Firstly, working to fracture the conflation of impact with impact assessment. We must ensure the profession is calibrated towards supporting meaningful benefit to society, rather than bogged down in a matrix of perverse incentives. This tallies with an adjacent set of critiques of HE rankings (by Lizzie Gadd), that considers how briefing materials for senior leaders might inform the responsible use of indicators for better decision making. Alongside this, we should consider what we can learn from nascent impact assessment models in non-UK jurisdictions.

Secondly, encouraging an ethical re-anchoring of impact support. This must prioritise equalising  the voices of academics and non-academics, further considering the role of professionals and associated consultants working at the periphery of academia, recognising the need to work together to drive impact literacy across a disparate global research community.

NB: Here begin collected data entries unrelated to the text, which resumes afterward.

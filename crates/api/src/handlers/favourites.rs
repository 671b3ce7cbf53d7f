//! Handlers for the caller's favourite dogs.
//!
//! The user is always taken from the bearer token; no route accepts a user
//! id, so callers can only see and change their own favourites.

use axum::extract::State;
use axum::http::StatusCode;
use axum::response::IntoResponse;
use axum::Json;
use doghouse_core::favourites::{
    add_favourite, get_favourite, list_favourites, remove_favourite, RawDogId,
};
use doghouse_core::types::DbId;
use serde::Serialize;
use serde_json::Value;

use crate::error::AppResult;
use crate::extract::{JsonBody, PathParam};
use crate::middleware::rbac::RequireAuth;
use crate::response::DataResponse;
use crate::state::AppState;
use crate::stores::PgFavouriteStore;

#[derive(Debug, Serialize)]
pub struct FavouriteStatus {
    pub dog_id: DbId,
    pub favourited: bool,
}

/// GET /api/v1/favourite-dogs
pub async fn list(
    RequireAuth(user): RequireAuth,
    State(state): State<AppState>,
) -> AppResult<impl IntoResponse> {
    let store = PgFavouriteStore::new(&state.pool);
    let dogs = list_favourites(&store, user.user_id).await?;

    Ok(Json(DataResponse { data: dogs }))
}

/// POST /api/v1/favourite-dogs
///
/// The body is read as raw JSON so that a missing, null or malformed
/// `dog_id` (or a body that is not an object at all) maps to `MISSING_ID` /
/// `INVALID_ID` rather than a deserialization failure.
pub async fn add(
    RequireAuth(user): RequireAuth,
    State(state): State<AppState>,
    JsonBody(body): JsonBody<Value>,
) -> AppResult<impl IntoResponse> {
    let store = PgFavouriteStore::new(&state.pool);
    let dog_id = add_favourite(&store, user.user_id, RawDogId::Json(body.get("dog_id"))).await?;

    tracing::info!(dog_id, user_id = user.user_id, "Dog added to favourites");

    Ok((
        StatusCode::CREATED,
        Json(DataResponse {
            data: FavouriteStatus {
                dog_id,
                favourited: true,
            },
        }),
    ))
}

/// GET /api/v1/favourite-dogs/{dog_id}
pub async fn get(
    RequireAuth(user): RequireAuth,
    State(state): State<AppState>,
    PathParam(raw_dog_id): PathParam<String>,
) -> AppResult<impl IntoResponse> {
    let store = PgFavouriteStore::new(&state.pool);
    let dog = get_favourite(&store, user.user_id, RawDogId::Segment(&raw_dog_id)).await?;

    Ok(Json(DataResponse { data: dog }))
}

/// DELETE /api/v1/favourite-dogs/{dog_id}
pub async fn remove(
    RequireAuth(user): RequireAuth,
    State(state): State<AppState>,
    PathParam(raw_dog_id): PathParam<String>,
) -> AppResult<StatusCode> {
    let store = PgFavouriteStore::new(&state.pool);
    let dog_id = remove_favourite(&store, user.user_id, RawDogId::Segment(&raw_dog_id)).await?;

    tracing::info!(dog_id, user_id = user.user_id, "Dog removed from favourites");

    Ok(StatusCode::NO_CONTENT)
}
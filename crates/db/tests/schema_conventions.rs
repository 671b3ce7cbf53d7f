//! Schema-wide conventions every migration must follow.

use sqlx::PgPool;

async fn public_tables(pool: &PgPool) -> Vec<String> {
    let rows: Vec<(String,)> = sqlx::query_as(
        "SELECT table_name
         FROM information_schema.tables
         WHERE table_schema = 'public'
           AND table_type = 'BASE TABLE'
           AND table_name != '_sqlx_migrations'
         ORDER BY table_name",
    )
    .fetch_all(pool)
    .await
    .unwrap();
    rows.into_iter().map(|(t,)| t).collect()
}

async fn column_type(pool: &PgPool, table: &str, column: &str) -> Option<String> {
    let row: Option<(String,)> = sqlx::query_as(
        "SELECT data_type
         FROM information_schema.columns
         WHERE table_schema = 'public' AND table_name = $1 AND column_name = $2",
    )
    .bind(table)
    .bind(column)
    .fetch_optional(pool)
    .await
    .unwrap();
    row.map(|(t,)| t)
}

#[sqlx::test(migrations = "../../db/migrations")]
async fn test_expected_tables_exist(pool: PgPool) {
    assert_eq!(public_tables(&pool).await, vec!["dogs", "favourite_dogs"]);
}

/// Every table's `id` is a bigint surrogate key.
#[sqlx::test(migrations = "../../db/migrations")]
async fn test_all_ids_are_bigint(pool: PgPool) {
    for table in public_tables(&pool).await {
        let data_type = column_type(&pool, &table, "id")
            .await
            .unwrap_or_else(|| panic!("Table {table} is missing column id"));
        assert_eq!(data_type, "bigint", "Table {table}.id should be bigint");
    }
}

/// Every table has `created_at` and `updated_at` as timestamptz.
#[sqlx::test(migrations = "../../db/migrations")]
async fn test_all_tables_have_timestamps(pool: PgPool) {
    for table in public_tables(&pool).await {
        for col in ["created_at", "updated_at"] {
            let data_type = column_type(&pool, &table, col)
                .await
                .unwrap_or_else(|| panic!("Table {table} is missing column {col}"));
            assert_eq!(
                data_type, "timestamp with time zone",
                "Table {table}.{col} should be timestamptz, got {data_type}"
            );
        }
    }
}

Thirdly, sense checking the pursuit of impact unicorns via a re-centring of universities within a framework of civic need. This is manifest in the potential interplay between the REF and the KEF. In theory there should be little tension between the two, however challenges remain that arise from intra-institutional balancing of staff effort and strategic decisions around ‘what counts’ as impact. Accepting that the KEF, in its current manifestation, is not reflective of a wider approach to HE knowledge exchange and partnership working with industry, how might decisions be best anchored that balance university vision and staff capacity?

Fourthly, establishing long term, sustainable approaches to impact that leave institutions and their staff less vulnerable. Uneven phases of (REF) assessment and the political zeitgeist both introduce uncertainty. It is our contention that some of this can be controlled, and accordingly this is a pertinent time to challenge the impact agenda, re-conceptualising it as an integral part of a broad research ecosystem.

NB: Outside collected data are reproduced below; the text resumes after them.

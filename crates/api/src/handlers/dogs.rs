//! Handlers for the dog catalog.
//!
//! Reads are public. Create, update and delete require a doghouse worker
//! and run the full field validation before touching the database.
//!
//! Write handlers hold the body and path as raw extractions and only look at
//! them after [`authorize`], so a non-worker gets 403 whatever they sent.

use axum::extract::{Query, State};
use axum::http::StatusCode;
use axum::response::IntoResponse;
use axum::Json;
use doghouse_core::dog::{validate_dog_now, DogPayload};
use doghouse_core::dog_query::{compose, DogFilters};
use doghouse_core::error::CoreError;
use doghouse_core::favourites::RawDogId;
use doghouse_core::roles::DogOperation;
use doghouse_core::types::DbId;
use doghouse_db::repositories::DogRepo;
use serde_json::Value;

use crate::error::{AppError, AppResult};
use crate::extract::{JsonBody, PathParam};
use crate::middleware::rbac::{authorize, RequireAuth};
use crate::response::DataResponse;
use crate::state::AppState;

fn dog_not_found(id: DbId) -> AppError {
    AppError::Core(CoreError::NotFound { entity: "Dog", id })
}

fn dog_id(raw: &str) -> AppResult<DbId> {
    Ok(RawDogId::Segment(raw).parse()?)
}

fn dog_payload(body: AppResult<JsonBody<Value>>) -> AppResult<DogPayload> {
    let JsonBody(body) = body?;
    Ok(DogPayload::from_value(&body)?)
}

/// GET /api/v1/dogs
///
/// List dogs, optionally filtered by breed, size and birth year range.
pub async fn list_dogs(
    State(state): State<AppState>,
    Query(filters): Query<DogFilters>,
) -> AppResult<impl IntoResponse> {
    let query = compose(&filters)?;
    let dogs = DogRepo::list(&state.pool, &query).await?;

    Ok(Json(DataResponse { data: dogs }))
}

/// GET /api/v1/dogs/{id}
pub async fn get_dog(
    State(state): State<AppState>,
    PathParam(raw_id): PathParam<String>,
) -> AppResult<impl IntoResponse> {
    let id = dog_id(&raw_id)?;
    let dog = DogRepo::find_by_id(&state.pool, id)
        .await?
        .ok_or_else(|| dog_not_found(id))?;

    Ok(Json(DataResponse { data: dog }))
}

/// POST /api/v1/dogs
pub async fn create_dog(
    RequireAuth(user): RequireAuth,
    State(state): State<AppState>,
    body: AppResult<JsonBody<Value>>,
) -> AppResult<impl IntoResponse> {
    authorize(&user, DogOperation::Create)?;
    let payload = dog_payload(body)?;
    let valid = validate_dog_now(&payload, &state.breeds)?;

    let dog = DogRepo::create(&state.pool, &valid).await?;

    tracing::info!(dog_id = dog.id, user_id = user.user_id, breed = %dog.breed, "Dog created");

    Ok((StatusCode::CREATED, Json(DataResponse { data: dog })))
}

/// PUT /api/v1/dogs/{id}
///
/// Full replacement; omitted optional fields fall back to their defaults.
pub async fn update_dog(
    RequireAuth(user): RequireAuth,
    State(state): State<AppState>,
    PathParam(raw_id): PathParam<String>,
    body: AppResult<JsonBody<Value>>,
) -> AppResult<impl IntoResponse> {
    authorize(&user, DogOperation::Update)?;
    let id = dog_id(&raw_id)?;
    let payload = dog_payload(body)?;
    let valid = validate_dog_now(&payload, &state.breeds)?;

    let dog = DogRepo::update(&state.pool, id, &valid)
        .await?
        .ok_or_else(|| dog_not_found(id))?;

    tracing::info!(dog_id = id, user_id = user.user_id, "Dog updated");

    Ok(Json(DataResponse { data: dog }))
}

/// DELETE /api/v1/dogs/{id}
///
/// Removes the dog together with every user's favourite relation to it.
pub async fn delete_dog(
    RequireAuth(user): RequireAuth,
    State(state): State<AppState>,
    PathParam(raw_id): PathParam<String>,
) -> AppResult<StatusCode> {
    authorize(&user, DogOperation::Destroy)?;
    let id = dog_id(&raw_id)?;

    if !DogRepo::delete(&state.pool, id).await? {
        return Err(dog_not_found(id));
    }

    tracing::info!(dog_id = id, user_id = user.user_id, "Dog deleted");

    Ok(StatusCode::NO_CONTENT)
}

None of this is new. Work on sector health by Bayley et al has noted the dominance – for better or ill – of REF, and the challenges of maintaining a sense of shared ownership in the face of an inevitable focus on compliance, ordering and scoring. More recently, Phipps and Bayley have revised earlier work to reflect issues emerging as the impact agenda matures, drawing together current thinking, and providing the basis for a new model of impact literacy. This is an important moment, where establishing common ownership of the impact agenda can put the sector on an even footing ahead of REF2021 submission. Above all, there is a need to recognise the latent and diverse talent pool within the sector, working together to capture voices and perspectives that have remained unheard, and providing clarity with respect to the porous boundaries of what is a new and evolving professional identity.